Elorm Agra

PhD Thesis defense presentation

Date: Monday July 19th, 2020

Time: 3:00 pm to 5:00 pm

Location: https://zoom.us/j/93882265128

Meeting ID: 938 8226 5128

Passcode: Elorm_A

Committee members:

Muralidhar Padala, PhD (advisor)

Lakshmi Prasad Dasi, PhD 
John Oshinski, PhD 
Hanjoong Jo, PhD 
Robert Taylor, MD/PhD
Robert Guyton MD (Emory Dept of Surgery) 

Title: Subannular approaches for mitral valve repair to correct functional mitral regurgitation 

Abstract:

Functional mitral regurgitation (FMR) is a valvular heart disease that affects 35% of the 5.5 million Americans living with heart failure. In this disease, the native geometry and mechanics of the mitral valve are perturbed with increased interpapillary muscle separation, decreased closing forces, increased chordae tendineae tethering forces and tethered valve leaflets. The gold standard repair for FMR, undersizing ring annuloplasty (URA) results in 34% recurrence of the disease after one year and 58.8% after two years. This may be due to an unnatural configuration of the mitral valve induced by URA with further tethering of the posterior leaflet. In addition, the natural slack present in the rough zone of the mitral leaflets is lost due to the displacement of papillary muscle (PM) tips outside the mitral corridor. Subannular repairs such as PM approximation and PM basal hoisting may be a more physiologic approach to repairing FMR either in isolation or in combination with URA. In preliminary studies from the lab we found improved leaflet mobility and coaptation resulting in 0% FMR recurrence at 3 months with PM approximation compared with UMA.  

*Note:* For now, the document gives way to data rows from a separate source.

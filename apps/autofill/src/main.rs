mod answers;
mod config;
mod errors;
mod jobs;
mod llm_client;
mod profile;
mod routes;
mod state;

use anyhow::{bail, Result};
use std::net::SocketAddr;
use std::sync::Arc;
use tower_http::{cors::CorsLayer, trace::TraceLayer};
use tracing::info;
use tracing_subscriber::{layer::SubscriberExt, util::SubscriberInitExt, EnvFilter};

use crate::answers::store::AnswerStore;
use crate::config::Config;
use crate::llm_client::{AnthropicClient, FallbackGenerator, OpenAiCompatibleClient, TextGenerator};
use crate::profile::load_profile_text;
use crate::routes::build_router;
use crate::state::AppState;

#[tokio::main]
async fn main() -> Result<()> {
    // Load configuration first (fails on missing LLM keys or bad values)
    let config = Config::from_env()?;

    // Initialize structured logging
    tracing_subscriber::registry()
        .with(EnvFilter::try_from_default_env().unwrap_or_else(|_| {
            EnvFilter::new(format!("{}={}", env!("CARGO_PKG_NAME"), &config.rust_log))
        }))
        .with(tracing_subscriber::fmt::layer())
        .init();

    info!("Starting Autofill v{}", env!("CARGO_PKG_VERSION"));
    info!("Data directory: {}", config.data_dir.display());

    // Open the answer store (loaded once, flushed on every write)
    let store = AnswerStore::open(&config.answer_store_path)?;
    if store.is_empty() {
        info!("No memorized answers yet at {}", store.path().display());
    } else if let Some(updated) = store.metadata().last_updated {
        info!("Answer store last updated {updated}");
    }

    // Load the candidate profile once for the process lifetime
    let profile = load_profile_text(&config.resume_path)?;

    // Initialize the LLM provider chain
    let generator = build_generator(&config)?;
    info!(
        "LLM providers (in fallback order): {}",
        generator.backend_names().join(" → ")
    );

    let state = AppState::new(store, Arc::new(generator), profile, config.clone());

    let app = build_router(state)
        .layer(TraceLayer::new_for_http())
        .layer(CorsLayer::permissive());

    let addr: SocketAddr = format!("0.0.0.0:{}", config.port).parse()?;
    info!("Listening on {addr}");

    let listener = tokio::net::TcpListener::bind(addr).await?;
    axum::serve(listener, app).await?;

    Ok(())
}

/// Builds the provider chain: Fireworks, then OpenAI, then Anthropic,
/// skipping any provider without an API key.
fn build_generator(config: &Config) -> Result<FallbackGenerator> {
    let mut backends: Vec<Arc<dyn TextGenerator>> = Vec::new();

    if let Some(key) = &config.fireworks_api_key {
        let client = OpenAiCompatibleClient::fireworks(config.fireworks_model.clone(), key.clone())?;
        info!("Fireworks model: {}", client.model());
        backends.push(Arc::new(client));
    }
    if let Some(key) = &config.openai_api_key {
        let client = OpenAiCompatibleClient::openai(config.openai_model.clone(), key.clone())?;
        info!("OpenAI model: {}", client.model());
        backends.push(Arc::new(client));
    }
    if let Some(key) = &config.anthropic_api_key {
        backends.push(Arc::new(AnthropicClient::new(key.clone())?));
        info!("Anthropic model: {}", llm_client::anthropic::MODEL);
    }

    let generator = FallbackGenerator::new(backends);
    if generator.is_empty() {
        bail!("No LLM providers could be initialized");
    }
    Ok(generator)
}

Thus, I hypothesize that relocating the displaced papillary muscles laterally inward or basally towards the annulus will relieve leaflet tethering, reduce chordal forces, and improve leaflet mobility to restore native mitral valve geometry and motion. Specifically, PM approximation should relieve tethering in marginal chordae, restoring the vertical shelf formation of the rough zones of each scallop of both leaflets despite poor closing forces. However, PM basal hoisting may relieve tethering of both marginal and strut chordae but have focal improvements in leaflet geometry. I propose to test this in 3 aims. Aim 1: Create an ex vivo benchtop model of FMR with a dilated ventricle that mimics human-like mitral valve tethering Aim 2: Investigate the impact of PM approximation (lateral relocation) and PM hoisting (basal relocation) on mitral valve geometry, hemodynamics and kinematics in the setting of mitral valve tethering Aim 3: Investigate the impact of PM approximation and relocation (basal hoisting) on mitral valve chordal force balance and biomechanics.